• _Exercise prompt_:
Below this line is a set of entries; quote exactly the lines from the line that contains "repository 382397b367ce259d" to the line that contains "(QuantifierKind::ZeroOrMore, true) =>", both lines included.

(Supplied information Opens)

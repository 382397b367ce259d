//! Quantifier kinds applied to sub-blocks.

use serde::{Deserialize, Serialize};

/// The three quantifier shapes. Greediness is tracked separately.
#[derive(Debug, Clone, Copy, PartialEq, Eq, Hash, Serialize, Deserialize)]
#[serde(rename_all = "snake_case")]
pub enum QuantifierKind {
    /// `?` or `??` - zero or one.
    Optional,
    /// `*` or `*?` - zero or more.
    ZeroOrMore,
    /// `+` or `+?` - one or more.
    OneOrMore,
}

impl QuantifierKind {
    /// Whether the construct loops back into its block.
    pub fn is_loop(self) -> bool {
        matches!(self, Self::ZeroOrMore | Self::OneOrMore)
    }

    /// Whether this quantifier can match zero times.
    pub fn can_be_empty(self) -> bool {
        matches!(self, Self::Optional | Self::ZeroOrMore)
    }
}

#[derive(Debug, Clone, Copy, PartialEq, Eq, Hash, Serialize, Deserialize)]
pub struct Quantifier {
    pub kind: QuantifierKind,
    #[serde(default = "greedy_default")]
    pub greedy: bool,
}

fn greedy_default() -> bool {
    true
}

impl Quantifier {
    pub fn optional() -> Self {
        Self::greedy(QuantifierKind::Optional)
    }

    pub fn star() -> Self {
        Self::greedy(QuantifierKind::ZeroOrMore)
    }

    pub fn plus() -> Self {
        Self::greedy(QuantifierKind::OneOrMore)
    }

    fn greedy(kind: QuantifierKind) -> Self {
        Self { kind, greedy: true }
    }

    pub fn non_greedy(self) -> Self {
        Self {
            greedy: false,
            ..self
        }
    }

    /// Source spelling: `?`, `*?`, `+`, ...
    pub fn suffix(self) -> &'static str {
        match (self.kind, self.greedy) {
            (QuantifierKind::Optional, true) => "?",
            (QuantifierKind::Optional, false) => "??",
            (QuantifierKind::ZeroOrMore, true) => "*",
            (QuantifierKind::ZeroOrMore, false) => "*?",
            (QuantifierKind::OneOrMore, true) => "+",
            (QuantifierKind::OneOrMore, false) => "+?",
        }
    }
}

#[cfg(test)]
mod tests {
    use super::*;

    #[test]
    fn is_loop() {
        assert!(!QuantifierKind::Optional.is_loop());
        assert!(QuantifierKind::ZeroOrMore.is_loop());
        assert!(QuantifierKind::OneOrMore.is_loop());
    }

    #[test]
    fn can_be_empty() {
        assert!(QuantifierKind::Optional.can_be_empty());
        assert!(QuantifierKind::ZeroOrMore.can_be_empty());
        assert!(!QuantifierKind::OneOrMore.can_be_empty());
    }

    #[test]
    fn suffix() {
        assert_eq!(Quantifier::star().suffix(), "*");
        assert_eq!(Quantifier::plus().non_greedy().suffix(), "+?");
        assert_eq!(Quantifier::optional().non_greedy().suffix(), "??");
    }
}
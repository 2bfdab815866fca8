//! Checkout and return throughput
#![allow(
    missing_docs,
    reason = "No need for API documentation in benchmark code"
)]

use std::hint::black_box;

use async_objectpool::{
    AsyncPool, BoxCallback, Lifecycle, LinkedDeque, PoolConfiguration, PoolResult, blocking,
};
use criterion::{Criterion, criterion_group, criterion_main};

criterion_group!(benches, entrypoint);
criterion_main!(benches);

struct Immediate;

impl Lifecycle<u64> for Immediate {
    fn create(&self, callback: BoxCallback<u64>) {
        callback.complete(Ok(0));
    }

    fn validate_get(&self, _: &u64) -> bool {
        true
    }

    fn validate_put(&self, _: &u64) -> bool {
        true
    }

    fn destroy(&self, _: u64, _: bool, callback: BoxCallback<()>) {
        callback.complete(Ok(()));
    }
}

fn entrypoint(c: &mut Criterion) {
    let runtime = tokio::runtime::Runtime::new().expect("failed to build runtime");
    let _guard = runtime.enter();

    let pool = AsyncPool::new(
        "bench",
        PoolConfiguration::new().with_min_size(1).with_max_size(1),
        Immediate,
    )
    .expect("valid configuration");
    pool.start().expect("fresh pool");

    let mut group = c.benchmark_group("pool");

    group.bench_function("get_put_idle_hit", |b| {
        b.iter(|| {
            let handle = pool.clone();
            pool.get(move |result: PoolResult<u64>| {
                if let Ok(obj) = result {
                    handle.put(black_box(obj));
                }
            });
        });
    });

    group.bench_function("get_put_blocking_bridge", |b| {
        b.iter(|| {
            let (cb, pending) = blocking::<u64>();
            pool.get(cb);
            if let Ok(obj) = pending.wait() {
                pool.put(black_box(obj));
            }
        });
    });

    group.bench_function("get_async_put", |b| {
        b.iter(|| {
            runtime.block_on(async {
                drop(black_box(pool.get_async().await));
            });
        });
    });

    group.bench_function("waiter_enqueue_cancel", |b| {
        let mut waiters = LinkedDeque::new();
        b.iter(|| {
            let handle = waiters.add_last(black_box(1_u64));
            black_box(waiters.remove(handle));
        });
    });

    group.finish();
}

(Supplied information Closes)
(Supplied information Opens)

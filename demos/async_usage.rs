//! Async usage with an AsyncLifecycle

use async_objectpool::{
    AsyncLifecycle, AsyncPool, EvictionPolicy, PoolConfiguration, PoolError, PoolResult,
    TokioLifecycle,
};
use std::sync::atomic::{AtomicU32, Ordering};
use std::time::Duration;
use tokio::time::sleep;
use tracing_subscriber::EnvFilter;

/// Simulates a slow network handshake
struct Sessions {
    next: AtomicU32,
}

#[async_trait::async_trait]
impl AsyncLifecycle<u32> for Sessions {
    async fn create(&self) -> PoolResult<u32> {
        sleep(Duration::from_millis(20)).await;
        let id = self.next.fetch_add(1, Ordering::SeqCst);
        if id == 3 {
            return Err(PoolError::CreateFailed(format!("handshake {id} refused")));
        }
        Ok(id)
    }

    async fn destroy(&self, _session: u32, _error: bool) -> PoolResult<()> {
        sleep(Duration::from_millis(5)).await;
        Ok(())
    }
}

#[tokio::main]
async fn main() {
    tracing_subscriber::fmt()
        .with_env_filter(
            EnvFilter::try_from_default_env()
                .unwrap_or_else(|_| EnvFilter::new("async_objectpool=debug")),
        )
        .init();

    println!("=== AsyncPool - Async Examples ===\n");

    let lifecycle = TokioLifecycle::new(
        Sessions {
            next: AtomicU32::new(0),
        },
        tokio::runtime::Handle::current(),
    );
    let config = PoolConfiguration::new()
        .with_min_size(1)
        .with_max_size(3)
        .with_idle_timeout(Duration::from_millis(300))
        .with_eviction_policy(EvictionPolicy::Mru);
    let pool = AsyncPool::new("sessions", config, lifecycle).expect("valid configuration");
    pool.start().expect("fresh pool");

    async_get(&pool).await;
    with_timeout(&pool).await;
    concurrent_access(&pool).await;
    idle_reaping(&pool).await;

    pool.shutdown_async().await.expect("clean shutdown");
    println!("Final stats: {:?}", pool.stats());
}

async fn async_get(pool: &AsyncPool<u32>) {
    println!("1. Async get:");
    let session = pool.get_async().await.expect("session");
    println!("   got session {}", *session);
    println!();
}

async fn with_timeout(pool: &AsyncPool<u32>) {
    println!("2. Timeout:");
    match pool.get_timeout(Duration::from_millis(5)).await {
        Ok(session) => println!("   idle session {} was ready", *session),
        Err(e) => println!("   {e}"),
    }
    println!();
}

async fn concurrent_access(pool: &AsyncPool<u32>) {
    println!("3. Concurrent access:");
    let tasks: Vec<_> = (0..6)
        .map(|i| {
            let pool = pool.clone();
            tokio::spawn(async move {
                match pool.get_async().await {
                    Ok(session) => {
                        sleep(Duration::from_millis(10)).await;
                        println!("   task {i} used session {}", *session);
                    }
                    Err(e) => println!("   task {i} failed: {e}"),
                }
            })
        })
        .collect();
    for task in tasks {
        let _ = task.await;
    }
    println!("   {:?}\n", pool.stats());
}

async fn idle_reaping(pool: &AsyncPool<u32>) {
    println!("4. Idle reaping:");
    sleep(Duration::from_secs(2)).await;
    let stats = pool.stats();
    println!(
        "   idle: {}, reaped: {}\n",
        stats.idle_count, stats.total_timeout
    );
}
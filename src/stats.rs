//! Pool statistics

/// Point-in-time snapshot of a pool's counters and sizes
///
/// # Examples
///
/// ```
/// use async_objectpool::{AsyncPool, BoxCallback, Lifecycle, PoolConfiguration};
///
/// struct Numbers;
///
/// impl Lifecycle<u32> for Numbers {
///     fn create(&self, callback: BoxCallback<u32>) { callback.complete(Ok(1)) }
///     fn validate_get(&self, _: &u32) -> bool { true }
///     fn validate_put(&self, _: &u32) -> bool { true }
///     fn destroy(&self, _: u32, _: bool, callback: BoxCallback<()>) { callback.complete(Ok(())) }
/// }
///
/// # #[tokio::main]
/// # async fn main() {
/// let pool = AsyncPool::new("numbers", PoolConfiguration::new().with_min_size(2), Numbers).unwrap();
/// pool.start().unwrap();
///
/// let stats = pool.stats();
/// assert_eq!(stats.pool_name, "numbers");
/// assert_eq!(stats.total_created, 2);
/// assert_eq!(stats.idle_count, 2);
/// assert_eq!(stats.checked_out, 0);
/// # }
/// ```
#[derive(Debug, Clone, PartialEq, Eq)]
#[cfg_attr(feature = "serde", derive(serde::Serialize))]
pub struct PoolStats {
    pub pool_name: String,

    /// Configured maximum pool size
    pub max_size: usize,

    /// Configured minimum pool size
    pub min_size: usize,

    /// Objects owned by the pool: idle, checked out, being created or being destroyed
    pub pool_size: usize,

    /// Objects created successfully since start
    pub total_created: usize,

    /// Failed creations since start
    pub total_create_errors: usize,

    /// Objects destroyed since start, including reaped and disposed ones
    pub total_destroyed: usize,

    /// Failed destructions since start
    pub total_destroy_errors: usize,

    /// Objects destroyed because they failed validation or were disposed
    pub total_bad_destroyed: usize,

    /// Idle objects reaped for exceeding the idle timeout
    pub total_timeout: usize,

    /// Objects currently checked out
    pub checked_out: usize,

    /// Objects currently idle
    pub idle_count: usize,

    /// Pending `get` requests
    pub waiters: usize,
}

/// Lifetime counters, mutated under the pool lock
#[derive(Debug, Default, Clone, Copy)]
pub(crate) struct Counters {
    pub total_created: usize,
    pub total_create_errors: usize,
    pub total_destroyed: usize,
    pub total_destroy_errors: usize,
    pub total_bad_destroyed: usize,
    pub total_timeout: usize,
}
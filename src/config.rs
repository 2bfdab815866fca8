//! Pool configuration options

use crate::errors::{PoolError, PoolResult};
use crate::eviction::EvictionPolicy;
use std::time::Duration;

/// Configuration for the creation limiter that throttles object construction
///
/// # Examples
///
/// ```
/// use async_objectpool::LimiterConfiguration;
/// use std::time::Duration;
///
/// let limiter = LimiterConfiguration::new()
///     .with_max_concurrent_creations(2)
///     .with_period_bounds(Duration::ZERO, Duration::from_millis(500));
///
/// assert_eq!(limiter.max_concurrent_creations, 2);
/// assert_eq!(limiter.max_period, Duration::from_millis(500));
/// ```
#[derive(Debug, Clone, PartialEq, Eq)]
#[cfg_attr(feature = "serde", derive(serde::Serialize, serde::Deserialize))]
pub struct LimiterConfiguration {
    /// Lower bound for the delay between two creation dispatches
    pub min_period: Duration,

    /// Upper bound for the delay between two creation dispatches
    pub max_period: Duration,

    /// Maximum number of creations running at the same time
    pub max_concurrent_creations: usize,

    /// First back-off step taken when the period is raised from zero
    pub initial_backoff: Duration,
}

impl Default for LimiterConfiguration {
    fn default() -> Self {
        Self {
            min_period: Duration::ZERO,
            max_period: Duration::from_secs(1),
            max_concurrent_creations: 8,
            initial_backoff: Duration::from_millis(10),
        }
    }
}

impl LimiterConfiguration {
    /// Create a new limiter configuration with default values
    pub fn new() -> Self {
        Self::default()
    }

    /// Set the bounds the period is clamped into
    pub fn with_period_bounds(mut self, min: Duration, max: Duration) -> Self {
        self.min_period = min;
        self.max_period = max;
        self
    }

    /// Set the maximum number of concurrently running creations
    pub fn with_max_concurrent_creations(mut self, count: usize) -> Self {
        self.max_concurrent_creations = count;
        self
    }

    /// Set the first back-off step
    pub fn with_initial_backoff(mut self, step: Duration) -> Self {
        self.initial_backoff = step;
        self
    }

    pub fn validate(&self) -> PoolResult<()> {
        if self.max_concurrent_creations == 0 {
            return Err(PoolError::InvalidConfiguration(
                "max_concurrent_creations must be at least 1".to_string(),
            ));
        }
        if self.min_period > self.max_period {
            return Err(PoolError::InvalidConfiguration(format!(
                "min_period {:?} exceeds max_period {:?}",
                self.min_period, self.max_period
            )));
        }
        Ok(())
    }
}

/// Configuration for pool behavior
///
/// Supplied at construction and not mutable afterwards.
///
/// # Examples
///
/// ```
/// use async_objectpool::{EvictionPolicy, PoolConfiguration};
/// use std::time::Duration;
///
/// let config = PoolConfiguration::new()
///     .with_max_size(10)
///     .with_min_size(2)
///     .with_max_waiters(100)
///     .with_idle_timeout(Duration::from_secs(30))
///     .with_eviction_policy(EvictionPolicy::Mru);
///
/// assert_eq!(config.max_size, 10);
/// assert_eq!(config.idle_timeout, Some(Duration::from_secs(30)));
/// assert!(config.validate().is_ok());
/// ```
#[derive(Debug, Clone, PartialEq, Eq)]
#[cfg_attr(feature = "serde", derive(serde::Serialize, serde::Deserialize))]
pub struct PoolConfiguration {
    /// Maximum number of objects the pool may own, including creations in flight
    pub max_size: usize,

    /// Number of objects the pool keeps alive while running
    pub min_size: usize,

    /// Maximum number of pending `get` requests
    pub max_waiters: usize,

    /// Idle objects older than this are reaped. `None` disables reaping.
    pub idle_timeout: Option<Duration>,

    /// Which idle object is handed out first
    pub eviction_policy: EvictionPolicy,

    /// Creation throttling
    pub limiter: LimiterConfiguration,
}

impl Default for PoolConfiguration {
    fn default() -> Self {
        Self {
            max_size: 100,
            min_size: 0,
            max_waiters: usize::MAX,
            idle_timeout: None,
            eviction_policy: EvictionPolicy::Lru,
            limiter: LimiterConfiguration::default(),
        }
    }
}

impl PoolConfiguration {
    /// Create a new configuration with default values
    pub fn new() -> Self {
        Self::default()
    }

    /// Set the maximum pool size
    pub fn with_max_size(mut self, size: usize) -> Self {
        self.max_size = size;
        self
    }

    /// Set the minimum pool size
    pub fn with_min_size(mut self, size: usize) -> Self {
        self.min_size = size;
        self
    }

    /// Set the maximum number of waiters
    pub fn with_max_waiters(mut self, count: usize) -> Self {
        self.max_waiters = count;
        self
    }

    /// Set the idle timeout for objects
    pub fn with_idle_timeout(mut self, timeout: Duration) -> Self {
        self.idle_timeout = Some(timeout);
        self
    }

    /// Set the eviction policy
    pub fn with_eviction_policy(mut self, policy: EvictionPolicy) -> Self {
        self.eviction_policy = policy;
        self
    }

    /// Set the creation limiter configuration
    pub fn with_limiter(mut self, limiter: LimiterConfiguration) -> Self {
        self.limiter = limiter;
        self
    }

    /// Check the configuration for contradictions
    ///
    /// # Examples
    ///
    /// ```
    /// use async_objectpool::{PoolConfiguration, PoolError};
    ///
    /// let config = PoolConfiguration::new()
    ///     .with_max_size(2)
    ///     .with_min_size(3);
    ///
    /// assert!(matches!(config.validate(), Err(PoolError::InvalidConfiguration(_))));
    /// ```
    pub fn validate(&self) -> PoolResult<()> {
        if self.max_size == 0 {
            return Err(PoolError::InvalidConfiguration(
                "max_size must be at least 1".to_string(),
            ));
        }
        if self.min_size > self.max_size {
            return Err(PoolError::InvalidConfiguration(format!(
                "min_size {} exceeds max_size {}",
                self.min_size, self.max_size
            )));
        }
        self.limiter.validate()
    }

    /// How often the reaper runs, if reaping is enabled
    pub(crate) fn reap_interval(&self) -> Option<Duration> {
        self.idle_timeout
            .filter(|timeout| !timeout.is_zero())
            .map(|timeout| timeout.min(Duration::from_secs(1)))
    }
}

(Supplied information Closes)
(Supplied information Opens)

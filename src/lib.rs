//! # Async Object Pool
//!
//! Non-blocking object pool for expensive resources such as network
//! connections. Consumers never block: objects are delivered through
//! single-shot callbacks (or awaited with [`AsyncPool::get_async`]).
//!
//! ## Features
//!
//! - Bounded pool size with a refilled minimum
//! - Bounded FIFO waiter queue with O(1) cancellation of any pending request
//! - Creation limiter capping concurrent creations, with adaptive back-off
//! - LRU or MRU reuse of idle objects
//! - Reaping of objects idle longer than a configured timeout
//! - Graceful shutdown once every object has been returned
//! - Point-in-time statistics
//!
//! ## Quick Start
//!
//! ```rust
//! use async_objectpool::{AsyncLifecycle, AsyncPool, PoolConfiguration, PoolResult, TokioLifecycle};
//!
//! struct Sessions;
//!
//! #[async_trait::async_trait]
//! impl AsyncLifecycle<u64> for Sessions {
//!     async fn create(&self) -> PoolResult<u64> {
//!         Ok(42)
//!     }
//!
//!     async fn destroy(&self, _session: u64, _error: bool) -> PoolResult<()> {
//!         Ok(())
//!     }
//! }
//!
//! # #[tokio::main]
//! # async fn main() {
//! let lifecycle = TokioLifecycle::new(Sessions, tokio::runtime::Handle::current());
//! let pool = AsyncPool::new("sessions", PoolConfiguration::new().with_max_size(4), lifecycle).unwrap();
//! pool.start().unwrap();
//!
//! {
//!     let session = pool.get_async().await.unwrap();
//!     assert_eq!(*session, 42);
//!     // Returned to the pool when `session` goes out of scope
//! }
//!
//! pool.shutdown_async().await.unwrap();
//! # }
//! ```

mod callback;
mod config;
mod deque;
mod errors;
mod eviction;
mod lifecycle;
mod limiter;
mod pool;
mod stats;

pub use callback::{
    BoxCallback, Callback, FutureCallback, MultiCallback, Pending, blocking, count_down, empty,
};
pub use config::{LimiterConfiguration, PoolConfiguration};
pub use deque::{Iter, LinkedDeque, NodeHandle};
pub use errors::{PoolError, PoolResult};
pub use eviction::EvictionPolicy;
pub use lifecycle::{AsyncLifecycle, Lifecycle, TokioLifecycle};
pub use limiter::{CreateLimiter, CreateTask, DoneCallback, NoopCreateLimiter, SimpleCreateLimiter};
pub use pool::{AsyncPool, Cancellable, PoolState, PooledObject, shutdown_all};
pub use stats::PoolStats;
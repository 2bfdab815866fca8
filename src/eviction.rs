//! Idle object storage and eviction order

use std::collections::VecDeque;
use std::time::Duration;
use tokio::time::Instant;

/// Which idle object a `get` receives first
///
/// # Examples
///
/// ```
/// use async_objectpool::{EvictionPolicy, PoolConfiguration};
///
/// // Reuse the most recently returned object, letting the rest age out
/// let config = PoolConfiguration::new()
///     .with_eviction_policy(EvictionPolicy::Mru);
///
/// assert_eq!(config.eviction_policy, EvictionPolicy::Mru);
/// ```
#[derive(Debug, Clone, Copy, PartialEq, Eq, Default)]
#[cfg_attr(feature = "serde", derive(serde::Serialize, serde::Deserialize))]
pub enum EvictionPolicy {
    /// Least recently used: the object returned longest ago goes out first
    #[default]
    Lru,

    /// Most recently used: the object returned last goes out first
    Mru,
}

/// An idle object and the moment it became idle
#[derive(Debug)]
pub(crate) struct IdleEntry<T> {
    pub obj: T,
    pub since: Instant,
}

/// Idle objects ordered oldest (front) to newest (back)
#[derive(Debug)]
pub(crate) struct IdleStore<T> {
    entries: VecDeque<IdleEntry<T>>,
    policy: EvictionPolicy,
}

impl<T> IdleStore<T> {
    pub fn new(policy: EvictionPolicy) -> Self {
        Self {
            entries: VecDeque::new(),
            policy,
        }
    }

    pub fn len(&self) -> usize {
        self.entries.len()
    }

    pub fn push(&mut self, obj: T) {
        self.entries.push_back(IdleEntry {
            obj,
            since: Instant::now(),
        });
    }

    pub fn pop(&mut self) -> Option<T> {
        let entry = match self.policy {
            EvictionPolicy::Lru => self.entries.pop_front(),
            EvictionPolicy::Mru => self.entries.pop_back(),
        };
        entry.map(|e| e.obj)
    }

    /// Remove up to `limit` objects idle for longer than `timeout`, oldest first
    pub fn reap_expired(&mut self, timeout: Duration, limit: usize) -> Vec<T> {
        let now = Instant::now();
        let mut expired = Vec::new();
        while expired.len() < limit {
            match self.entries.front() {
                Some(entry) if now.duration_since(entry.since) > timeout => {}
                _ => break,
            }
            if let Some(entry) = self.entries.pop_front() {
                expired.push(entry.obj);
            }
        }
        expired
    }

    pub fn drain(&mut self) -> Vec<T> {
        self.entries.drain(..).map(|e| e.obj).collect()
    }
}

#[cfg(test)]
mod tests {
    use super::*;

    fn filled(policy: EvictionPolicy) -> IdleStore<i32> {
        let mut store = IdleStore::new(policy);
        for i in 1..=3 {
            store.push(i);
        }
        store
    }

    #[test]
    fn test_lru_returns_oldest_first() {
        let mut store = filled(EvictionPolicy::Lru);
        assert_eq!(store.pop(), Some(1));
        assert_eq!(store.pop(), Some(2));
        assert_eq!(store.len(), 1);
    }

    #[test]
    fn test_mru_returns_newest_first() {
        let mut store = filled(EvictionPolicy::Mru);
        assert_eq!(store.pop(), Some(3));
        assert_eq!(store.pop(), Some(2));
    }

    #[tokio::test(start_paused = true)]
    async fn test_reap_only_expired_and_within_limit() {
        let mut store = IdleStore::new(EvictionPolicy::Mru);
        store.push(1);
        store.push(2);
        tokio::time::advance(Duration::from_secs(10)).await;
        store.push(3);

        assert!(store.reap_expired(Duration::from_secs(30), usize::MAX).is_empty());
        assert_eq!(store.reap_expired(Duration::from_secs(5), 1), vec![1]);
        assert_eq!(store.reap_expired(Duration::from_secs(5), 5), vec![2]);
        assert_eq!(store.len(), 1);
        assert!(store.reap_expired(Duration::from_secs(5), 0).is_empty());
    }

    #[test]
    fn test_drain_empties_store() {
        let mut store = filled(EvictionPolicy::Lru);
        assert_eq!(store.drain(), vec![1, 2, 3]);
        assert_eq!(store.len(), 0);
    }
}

(Supplied information Closes)

• _Answer_:
repository 382397b367ce259d
//! Quantifier kinds applied to sub-blocks.

use serde::{Deserialize, Serialize};

/// The three quantifier shapes. Greediness is tracked separately.
#[derive(Debug, Clone, Copy, PartialEq, Eq, Hash, Serialize, Deserialize)]
#[serde(rename_all = "snake_case")]
pub enum QuantifierKind {
    /// `?` or `??` - zero or one.
    Optional,
    /// `*` or `*?` - zero or more.
    ZeroOrMore,
    /// `+` or `+?` - one or more.
    OneOrMore,
}

impl QuantifierKind {
    /// Whether the construct loops back into its block.
    pub fn is_loop(self) -> bool {
        matches!(self, Self::ZeroOrMore | Self::OneOrMore)
    }

    /// Whether this quantifier can match zero times.
    pub fn can_be_empty(self) -> bool {
        matches!(self, Self::Optional | Self::ZeroOrMore)
    }
}

#[derive(Debug, Clone, Copy, PartialEq, Eq, Hash, Serialize, Deserialize)]
pub struct Quantifier {
    pub kind: QuantifierKind,
    #[serde(default = "greedy_default")]
    pub greedy: bool,
}

fn greedy_default() -> bool {
    true
}

impl Quantifier {
    pub fn optional() -> Self {
        Self::greedy(QuantifierKind::Optional)
    }

    pub fn star() -> Self {
        Self::greedy(QuantifierKind::ZeroOrMore)
    }

    pub fn plus() -> Self {
        Self::greedy(QuantifierKind::OneOrMore)
    }

    fn greedy(kind: QuantifierKind) -> Self {
        Self { kind, greedy: true }
    }

    pub fn non_greedy(self) -> Self {
        Self {
            greedy: false,
            ..self
        }
    }

    /// Source spelling: `?`, `*?`, `+`, ...
    pub fn suffix(self) -> &'static str {
        match (self.kind, self.greedy) {
            (QuantifierKind::Optional, true) => "?",
            (QuantifierKind::Optional, false) => "??",
            (QuantifierKind::ZeroOrMore, true) => "*",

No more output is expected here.